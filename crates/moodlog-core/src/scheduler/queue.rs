//! Deferred unique-work queue.
//!
//! Each work item is identified by a unique name; enqueueing under an
//! existing name replaces the previous item (and gives it a fresh id). The
//! recorder loop keeps exactly one `mood-check` item alive while tracking.

use std::cell::RefCell;
use std::collections::HashMap;

use chrono::{DateTime, Duration, FixedOffset};
use rusqlite::{params, OptionalExtension};
use serde::{Deserialize, Serialize};
use uuid::Uuid;

use crate::error::{DatabaseError, Result};
use crate::storage::Database;

/// Unique name of the recurring mood check.
pub const MOOD_CHECK_WORK: &str = "mood-check";

/// First retry delay after a failed run.
pub const INITIAL_BACKOFF_SECS: i64 = 30;

/// Retry delays never exceed this.
pub const MAX_BACKOFF_SECS: i64 = 5 * 60 * 60;

#[derive(Debug, Clone, PartialEq, Eq, Serialize, Deserialize)]
pub struct ScheduledWork {
    pub id: Uuid,
    pub name: String,
    pub run_at: DateTime<FixedOffset>,
    /// Number of failed runs so far.
    pub attempt: u32,
    pub enqueued_at: DateTime<FixedOffset>,
}

impl ScheduledWork {
    pub fn is_due(&self, now: DateTime<FixedOffset>) -> bool {
        self.run_at <= now
    }
}

/// Exponential backoff for the given (1-based) failed attempt.
pub fn backoff_delay(attempt: u32) -> Duration {
    let exp = attempt.saturating_sub(1).min(20);
    let secs = INITIAL_BACKOFF_SECS.saturating_mul(1_i64 << exp);
    Duration::seconds(secs.min(MAX_BACKOFF_SECS))
}

/// Storage for deferred work.
pub trait WorkQueue {
    /// Enqueue `name` to run at `run_at`, replacing any existing item.
    fn enqueue_unique(
        &self,
        name: &str,
        run_at: DateTime<FixedOffset>,
        now: DateTime<FixedOffset>,
    ) -> Result<ScheduledWork>;

    /// The outstanding item for `name`, if any.
    fn pending(&self, name: &str) -> Result<Option<ScheduledWork>>;

    /// Remove the item for `name`. Returns whether one existed.
    fn cancel(&self, name: &str) -> Result<bool>;

    /// All items with `run_at <= now`, earliest first.
    fn due(&self, now: DateTime<FixedOffset>) -> Result<Vec<ScheduledWork>>;

    /// Earliest outstanding item.
    fn next_run(&self) -> Result<Option<ScheduledWork>>;

    /// Drop `work` after a successful run, unless it was already replaced.
    fn complete(&self, work: &ScheduledWork) -> Result<()>;

    /// Reschedule `work` after a failed run using [`backoff_delay`].
    ///
    /// If the run already replaced the item, the replacement is kept. If the
    /// item was cancelled meanwhile, nothing is requeued and `None` is returned.
    fn retry(
        &self,
        work: &ScheduledWork,
        now: DateTime<FixedOffset>,
    ) -> Result<Option<ScheduledWork>>;
}

type WorkRow = (String, String, String, i64, String);

fn decode_work((name, id, run_at, attempt, enqueued_at): WorkRow) -> Result<ScheduledWork> {
    let corrupt = |column: &str, value: &str| DatabaseError::CorruptValue {
        column: column.to_string(),
        value: value.to_string(),
    };
    Ok(ScheduledWork {
        id: Uuid::parse_str(&id).map_err(|_| corrupt("id", &id))?,
        run_at: DateTime::parse_from_rfc3339(&run_at).map_err(|_| corrupt("run_at", &run_at))?,
        attempt: u32::try_from(attempt).map_err(|_| corrupt("attempt", &attempt.to_string()))?,
        enqueued_at: DateTime::parse_from_rfc3339(&enqueued_at)
            .map_err(|_| corrupt("enqueued_at", &enqueued_at))?,
        name,
    })
}

fn work_from_row(row: &rusqlite::Row<'_>) -> rusqlite::Result<WorkRow> {
    Ok((row.get(0)?, row.get(1)?, row.get(2)?, row.get(3)?, row.get(4)?))
}

const WORK_COLUMNS: &str = "name, id, run_at, attempt, enqueued_at";

impl Database {
    fn put_work(&self, work: &ScheduledWork) -> Result<()> {
        self.conn().execute(
            "INSERT OR REPLACE INTO work_queue (name, id, run_at, run_at_ms, attempt, enqueued_at)
             VALUES (?1, ?2, ?3, ?4, ?5, ?6)",
            params![
                work.name,
                work.id.to_string(),
                work.run_at.to_rfc3339(),
                work.run_at.timestamp_millis(),
                work.attempt,
                work.enqueued_at.to_rfc3339(),
            ],
        )?;
        Ok(())
    }
}

impl WorkQueue for Database {
    fn enqueue_unique(
        &self,
        name: &str,
        run_at: DateTime<FixedOffset>,
        now: DateTime<FixedOffset>,
    ) -> Result<ScheduledWork> {
        let work = ScheduledWork {
            id: Uuid::new_v4(),
            name: name.to_string(),
            run_at,
            attempt: 0,
            enqueued_at: now,
        };
        self.put_work(&work)?;
        log::debug!("Enqueued {} for {}", name, run_at.to_rfc3339());
        Ok(work)
    }

    fn pending(&self, name: &str) -> Result<Option<ScheduledWork>> {
        let row = self
            .conn()
            .query_row(
                &format!("SELECT {WORK_COLUMNS} FROM work_queue WHERE name = ?1"),
                params![name],
                work_from_row,
            )
            .optional()?;
        row.map(decode_work).transpose()
    }

    fn cancel(&self, name: &str) -> Result<bool> {
        let removed = self
            .conn()
            .execute("DELETE FROM work_queue WHERE name = ?1", params![name])?;
        Ok(removed > 0)
    }

    fn due(&self, now: DateTime<FixedOffset>) -> Result<Vec<ScheduledWork>> {
        let mut stmt = self.conn().prepare(&format!(
            "SELECT {WORK_COLUMNS} FROM work_queue WHERE run_at_ms <= ?1 ORDER BY run_at_ms"
        ))?;
        let rows = stmt.query_map(params![now.timestamp_millis()], work_from_row)?;
        rows.map(|row| decode_work(row?)).collect()
    }

    fn next_run(&self) -> Result<Option<ScheduledWork>> {
        let row = self
            .conn()
            .query_row(
                &format!("SELECT {WORK_COLUMNS} FROM work_queue ORDER BY run_at_ms LIMIT 1"),
                [],
                work_from_row,
            )
            .optional()?;
        row.map(decode_work).transpose()
    }

    fn complete(&self, work: &ScheduledWork) -> Result<()> {
        self.conn().execute(
            "DELETE FROM work_queue WHERE name = ?1 AND id = ?2",
            params![work.name, work.id.to_string()],
        )?;
        Ok(())
    }

    fn retry(
        &self,
        work: &ScheduledWork,
        now: DateTime<FixedOffset>,
    ) -> Result<Option<ScheduledWork>> {
        match self.pending(&work.name)? {
            None => {
                log::info!("Not retrying {}: it was cancelled", work.name);
                return Ok(None);
            }
            Some(current) if current.id != work.id => return Ok(Some(current)),
            Some(_) => {}
        }
        let attempt = work.attempt + 1;
        let retried = ScheduledWork {
            run_at: now + backoff_delay(attempt),
            attempt,
            ..work.clone()
        };
        self.put_work(&retried)?;
        log::warn!(
            "Retrying {} (attempt {}) at {}",
            work.name,
            attempt,
            retried.run_at.to_rfc3339()
        );
        Ok(Some(retried))
    }
}

/// In-process queue, for tests and embedders without persistence.
#[derive(Debug, Default)]
pub struct MemoryWorkQueue {
    items: RefCell<HashMap<String, ScheduledWork>>,
}

impl MemoryWorkQueue {
    pub fn new() -> Self {
        Self::default()
    }

    pub fn len(&self) -> usize {
        self.items.borrow().len()
    }

    pub fn is_empty(&self) -> bool {
        self.items.borrow().is_empty()
    }
}

impl WorkQueue for MemoryWorkQueue {
    fn enqueue_unique(
        &self,
        name: &str,
        run_at: DateTime<FixedOffset>,
        now: DateTime<FixedOffset>,
    ) -> Result<ScheduledWork> {
        let work = ScheduledWork {
            id: Uuid::new_v4(),
            name: name.to_string(),
            run_at,
            attempt: 0,
            enqueued_at: now,
        };
        self.items
            .borrow_mut()
            .insert(name.to_string(), work.clone());
        Ok(work)
    }

    fn pending(&self, name: &str) -> Result<Option<ScheduledWork>> {
        Ok(self.items.borrow().get(name).cloned())
    }

    fn cancel(&self, name: &str) -> Result<bool> {
        Ok(self.items.borrow_mut().remove(name).is_some())
    }

    fn due(&self, now: DateTime<FixedOffset>) -> Result<Vec<ScheduledWork>> {
        let mut due: Vec<_> = self
            .items
            .borrow()
            .values()
            .filter(|w| w.is_due(now))
            .cloned()
            .collect();
        due.sort_by_key(|w| w.run_at);
        Ok(due)
    }

    fn next_run(&self) -> Result<Option<ScheduledWork>> {
        Ok(self.items.borrow().values().min_by_key(|w| w.run_at).cloned())
    }

    fn complete(&self, work: &ScheduledWork) -> Result<()> {
        let mut items = self.items.borrow_mut();
        if items.get(&work.name).is_some_and(|w| w.id == work.id) {
            items.remove(&work.name);
        }
        Ok(())
    }

    fn retry(
        &self,
        work: &ScheduledWork,
        now: DateTime<FixedOffset>,
    ) -> Result<Option<ScheduledWork>> {
        let mut items = self.items.borrow_mut();
        match items.get(&work.name) {
            None => return Ok(None),
            Some(current) if current.id != work.id => return Ok(Some(current.clone())),
            Some(_) => {}
        }
        let attempt = work.attempt + 1;
        let retried = ScheduledWork {
            run_at: now + backoff_delay(attempt),
            attempt,
            ..work.clone()
        };
        items.insert(work.name.clone(), retried.clone());
        Ok(Some(retried))
    }
}
use moodlog_core::{Prompter, Recorder};

use super::{now, App};
use crate::prompt::{NoticePrompter, TerminalPrompter};

/// Run one check immediately. The queued check is replaced by the next one.
pub fn run(interactive: bool) -> Result<(), Box<dyn std::error::Error>> {
    let app = App::open()?;
    let mut prompter: Box<dyn Prompter> = if interactive {
        Box::new(TerminalPrompter::new())
    } else {
        Box::new(NoticePrompter)
    };

    let recorder = Recorder::new(&app.db, &app.db, &app.config);
    let report = recorder.fire(now(), prompter.as_mut(), &mut rand::thread_rng())?;
    println!("{}", serde_json::to_string_pretty(&report)?);
    Ok(())
}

### WORK ITEM:
State how many lines in the listing above contain the string "pending". Include no other words.

### ANSWER TO THIS PROBLEM:
4